FULCRUM FEES – HOW THEY WORK
How much does a unit trust investment cost? Understanding the fee structure is an important consideration for any investment. DIANE BEHR takes a closer look at Foord’s fulcrum fees.
Regulation strictly controls VAT-inclusive expenses, called permissible deductions, charged against unit trust portfolios. These are limited to the service charge, audit fees, brokerage costs and bank and settlement charges. The lion’s share of these costs is the manager’s service charge, which compensates the unit trust manager for the costs of scheme administration, including fees paid to the investment manager.
The Total Expense Ratio (TER) is a measure of each portfolio’s total expenses over the past three years, expressed as an annualised average of the fund’s market value. It includes all permissible deductions of the fund and underlying funds. It is a useful guide to historic costs but should be considered relative to performance if the fund charges performance fees.
Most Foord funds charge service fees based on the funds’ performance relative to the benchmark return. The fees are typically structured as fulcrum fees, with fee rates increasing with outperformance and decreasing with underperformance around the at-benchmark (the fulcrum) fee rate. In our view, fulcrum fees align investor and manager objectives by rewarding the manager for good performance and penalising it for poor performance.
The service fee is deducted from the unit trust price each day. The charge is calculated by applying the daily fee rate to the market value of the fund. For performance classes, the daily fee rate varies based on relative performance over a specified period. Foord’s fulcrum fees calculate relative performance over rolling one-year periods for retail fund classes.
Performance fee rates are not capped because outperformance is never earned smoothly. And because fees reduce the fund’s return, the base fee and all performance fees must effectively be recouped before another performance fee can be charged in the rolling one-year period. The minimum service charge in most Foord retail fund classes is 0.5% plus VAT per year.
As an example, and ignoring VAT, assume a Foord fund with an at-benchmark fee of 1% per annum achieves a one-year net-of-fee return of 10% when the benchmark return was 8%. The resulting outperformance is 2%. If the performance fee sharing rate is 10%, the performance adjustment is +0.2%. The service charge rate would be 1% plus the 0.2% performance adjustment, bringing the total to 1.2%. This result is divided by 365 to convert it to a daily rate, which is applied to the market value of the fund.
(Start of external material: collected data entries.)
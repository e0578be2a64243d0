//! Physical id codec.
//!
//! The id is the URL-safe, unpadded base64 of a compact JSON object whose keys
//! appear in a fixed order with empty values omitted. Ids already handed out to
//! callers must keep decoding, so the wire shape is frozen.

use base64::engine::general_purpose::URL_SAFE_NO_PAD;
use base64::Engine as _;
use serde::{Deserialize, Serialize};

use crate::error::Error;
use crate::spec::Locator;

#[derive(Debug, Clone, Default, PartialEq, Eq, Serialize, Deserialize)]
pub struct PhysicalId {
    #[serde(rename = "ClusterID", default, skip_serializing_if = "String::is_empty")]
    pub cluster_id: String,
    #[serde(rename = "KubeConfig", default, skip_serializing_if = "String::is_empty")]
    pub kube_config: String,
    #[serde(rename = "Region", default, skip_serializing_if = "String::is_empty")]
    pub region: String,
    #[serde(rename = "Name", default, skip_serializing_if = "String::is_empty")]
    pub name: String,
    #[serde(rename = "Namespace", default, skip_serializing_if = "String::is_empty")]
    pub namespace: String,
}

impl PhysicalId {
    /// Build an id from already-resolved coordinates.
    pub fn generate(locator: &Locator, name: &str, namespace: &str, region: &str) -> Result<Self, Error> {
        if name.is_empty() || namespace.is_empty() || region.is_empty() {
            return Err(Error::Validation("incorrect values for variable name, namespace, region".into()));
        }
        let mut id = PhysicalId {
            region: region.to_string(),
            name: name.to_string(),
            namespace: namespace.to_string(),
            ..Default::default()
        };
        match locator {
            Locator::Cluster(c) => id.cluster_id = c.clone(),
            Locator::Config(k) => id.kube_config = k.clone(),
        }
        Ok(id)
    }

    pub fn encode(&self) -> Result<String, Error> {
        let raw = serde_json::to_vec(self).map_err(|e| Error::Decode(format!("encode id: {}", e)))?;
        Ok(URL_SAFE_NO_PAD.encode(raw))
    }

    pub fn decode(s: &str) -> Result<Self, Error> {
        let raw = URL_SAFE_NO_PAD.decode(s.trim()).map_err(|e| Error::Decode(format!("id base64: {}", e)))?;
        serde_json::from_slice(&raw).map_err(|e| Error::Decode(format!("id json: {}", e)))
    }

    /// Locator recorded in the id; ids carry exactly one.
    pub fn locator(&self) -> Result<Locator, Error> {
        match (self.cluster_id.is_empty(), self.kube_config.is_empty()) {
            (false, true) => Ok(Locator::Cluster(self.cluster_id.clone())),
            (true, false) => Ok(Locator::Config(self.kube_config.clone())),
            (false, false) => Err(Error::Decode("id carries both ClusterID and KubeConfig".into())),
            (true, true) => Err(Error::Decode("id carries no cluster locator".into())),
        }
    }
}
Similarly, if the fund’s return was 10% and the benchmark return was 3% higher, the fund would have suffered underperformance of 3%. The performance fee adjustment would then be -0.3%, reducing the 1% at-benchmark fee to 0.7%.
In addition to Foord’s service charge, fees may accrue in the Foord global funds which are underlying holdings in some Foord funds.
Please refer to the monthly fact sheets for details of all applicable fee rates.